Rédigé le Mardi 11 Août 2026 à 10:22 | Lu 45 fois Rédigé par


À Mbour, un commerçant poursuivi dans une affaire impliquant une mineure attend le délibéré du tribunal, fixé au 25 septembre 2026.



 

Trois ans après son placement en détention, le verdict attendu

Trois ans après son placement en détention préventive à la Maison d’arrêt et de correction de Mbour, un commerçant domicilié au quartier Tefess attend désormais la décision de la justice. Il est poursuivi dans une affaire concernant une jeune fille qui avait 16 ans au moment des faits.
Selon les éléments rapportés par la presse, le prévenu fait face à plusieurs chefs d’accusation, notamment la diffusion illicite et déloyale de données à caractère personnel, le vol avec usage de violence, la corruption ainsi que le détournement de mineure.
L’affaire serait née d’une relation sentimentale entre le commerçant et l’adolescente. Lorsque cette dernière aurait décidé d’y mettre fin, le prévenu aurait mal réagi et aurait commencé à lui adresser des menaces.
Il lui est également reproché d’avoir partagé des images intimes de la jeune fille avec certaines de ses connaissances.

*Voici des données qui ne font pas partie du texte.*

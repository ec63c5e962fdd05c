//! Fixtures shared by the vault unit tests

use alloy::primitives::{address, Address, U256};

use super::Vault;
use crate::chain::{Chain, FungibleLedger};
use crate::config::VaultParams;
use crate::error::VaultResult;
use crate::venue::{DualAssetLp, LendingVenue, PositionVenue, SingleSidedLp};

pub(crate) const MANAGER: Address = address!("00000000000000000000000000000000000a11ce");
pub(crate) const ALICE: Address = address!("000000000000000000000000000000000000a11c");
pub(crate) const BOB: Address = address!("0000000000000000000000000000000000000b0b");
pub(crate) const KEEPER: Address = address!("000000000000000000000000000000000000cafe");

/// Starting balance of every token for each test account
pub(crate) const FUNDING: u64 = 1_000_000_000_000;

/// Depth of every seeded pool, per side
const POOL_DEPTH: u64 = 1_000_000_000_000;

/// Block timestamp the fixtures start at
pub(crate) const GENESIS: u64 = 1_700_000_000;

pub(crate) fn u(value: u64) -> U256 {
    U256::from(value)
}

pub(crate) struct Env<V: PositionVenue> {
    pub chain: Chain,
    pub vault: Vault<V>,
    /// Token single-asset depositors pay in
    pub asset: Address,
    /// Lending pool or pair behind the vault
    pub pool: Address,
    /// Pair tokens for LP venues
    pub venue_tokens: (Address, Address),
    pub reward_token: Address,
    pub controller: Address,
    /// reward -> compounding token
    pub reward_pair: Address,
    pub weth: Address,
    /// reward -> WETH
    pub reward_weth_pair: Address,
    /// WETH -> compounding token
    pub weth_pair: Address,
}

impl<V: PositionVenue> Env<V> {
    pub fn deposit(&mut self, who: Address, amount: u64) -> VaultResult<U256> {
        self.vault
            .deposit(&mut self.chain, who, who, u(amount), U256::ZERO)
    }

    /// Credit `amount` of rewards to the vault's position
    pub fn accrue_rewards(&mut self, amount: u64) {
        self.chain
            .accrue_rewards(
                self.controller,
                self.vault.venue().position_token(),
                self.vault.address(),
                u(amount),
            )
            .unwrap();
    }
}

struct Market {
    chain: Chain,
    reward_token: Address,
    controller: Address,
    weth: Address,
}

fn market() -> Market {
    let _ = tracing_subscriber::fmt().with_test_writer().try_init();

    let mut chain = Chain::new(GENESIS);
    let reward_token = chain.deploy_token("REWARD", 18);
    let weth = chain.deploy_token("WETH", 18);
    let controller = chain.deploy_rewards_controller(reward_token).unwrap();
    Market {
        chain,
        reward_token,
        controller,
        weth,
    }
}

fn fund(chain: &mut Chain, token: Address, spender: Address) {
    for account in [ALICE, BOB] {
        chain.mint(token, account, u(FUNDING)).unwrap();
        chain.approve(token, account, spender, U256::MAX).unwrap();
    }
}

fn seeded_pair(chain: &mut Chain, a: Address, b: Address) -> Address {
    let pair = chain.deploy_pair(a, b).unwrap();
    chain.seed_pair(pair, u(POOL_DEPTH), u(POOL_DEPTH)).unwrap();
    pair
}

fn finish<V: PositionVenue>(
    market: Market,
    venue: V,
    params: VaultParams,
    asset: Address,
    pool: Address,
    venue_tokens: (Address, Address),
) -> Env<V> {
    let Market {
        mut chain,
        reward_token,
        controller,
        weth,
    } = market;

    let target = venue.compounding_token();
    let reward_pair = seeded_pair(&mut chain, reward_token, target);
    let reward_weth_pair = seeded_pair(&mut chain, reward_token, weth);
    let weth_pair = seeded_pair(&mut chain, weth, target);

    let vault = Vault::new(&mut chain, venue, params)
        .unwrap()
        .with_rewards_controller(controller);
    if venue_tokens.0 == asset {
        fund(&mut chain, asset, vault.address());
    } else {
        // LP vaults are funded with both pair tokens, never minted LP
        fund(&mut chain, venue_tokens.0, vault.address());
        fund(&mut chain, venue_tokens.1, vault.address());
    }

    Env {
        chain,
        vault,
        asset,
        pool,
        venue_tokens,
        reward_token,
        controller,
        reward_pair,
        weth,
        reward_weth_pair,
        weth_pair,
    }
}

/// USDC vault supplying an Aave-style reserve
pub(crate) fn lending_env(params: VaultParams) -> Env<LendingVenue> {
    let mut market = market();
    let usdc = market.chain.deploy_token("USDC", 6);
    let (pool, _) = market.chain.deploy_lending_pool(usdc, "aUSDC").unwrap();
    let venue = LendingVenue::new(&market.chain, pool).unwrap();
    finish(market, venue, params, usdc, pool, (usdc, usdc))
}

/// USDC vault holding USDC/DAI LP
pub(crate) fn single_lp_env(params: VaultParams) -> Env<SingleSidedLp> {
    let mut market = market();
    let usdc = market.chain.deploy_token("USDC", 18);
    let dai = market.chain.deploy_token("DAI", 18);
    let pair = seeded_pair(&mut market.chain, usdc, dai);
    let venue = SingleSidedLp::new(&market.chain, pair, usdc).unwrap();
    finish(market, venue, params, usdc, pair, (usdc, usdc))
}

/// DAI/USDC LP vault with a 1,000,000 / 1,000,000 pool
pub(crate) fn dual_lp_env(params: VaultParams) -> Env<DualAssetLp> {
    let mut market = market();
    let dai = market.chain.deploy_token("DAI", 18);
    let usdc = market.chain.deploy_token("USDC", 18);
    let pair = market.chain.deploy_pair(dai, usdc).unwrap();
    market
        .chain
        .seed_pair(pair, u(1_000_000), u(1_000_000))
        .unwrap();
    let venue = DualAssetLp::new(&market.chain, pair).unwrap();
    let tokens = (venue.token0, venue.token1);
    finish(market, venue, params, pair, pair, tokens)
}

Ces contenus auraient par la suite circulé dans des groupes WhatsApp.
Face à cette situation, les parents de l’adolescente avaient saisi la justice. Le dossier comporte également des accusations de violences. Le commerçant aurait notamment brutalisé la jeune fille et lui aurait pris un téléphone portable, affirmant en être l’acheteur.
Après son arrestation, le prévenu avait été placé sous mandat de dépôt. Il avait ensuite bénéficié, après plusieurs mois de détention, d’un placement sous bracelet électronique, tandis que la procédure judiciaire se poursuivait.
Devant le Tribunal correctionnel de Mbour, le commerçant a reconnu une grande partie des faits qui lui étaient reprochés. Il a toutefois déclaré ne pas savoir que la jeune fille était mineure et a contesté être responsable de la diffusion des images.
Cette défense n’a pas convaincu le ministère public. Plusieurs témoignages de personnes qui auraient reçu les contenus intimes ont notamment été évoqués au cours de la procédure. La circulation de ces images dans différents groupes WhatsApp a également été mentionnée.
Le prévenu a par ailleurs indiqué qu’il versait de l’argent depuis 2019 à la jeune fille et à sa mère, affirmant que celles-ci auraient été au courant de leur relation.
À l’issue des débats, le procureur de la République a estimé que les éléments du dossier établissaient la responsabilité du prévenu. Le ministère public a ainsi requis une peine de deux ans d’emprisonnement ferme.
Le tribunal n’a toutefois pas rendu sa décision immédiatement. Le délibéré est fixé au 25 septembre 2026.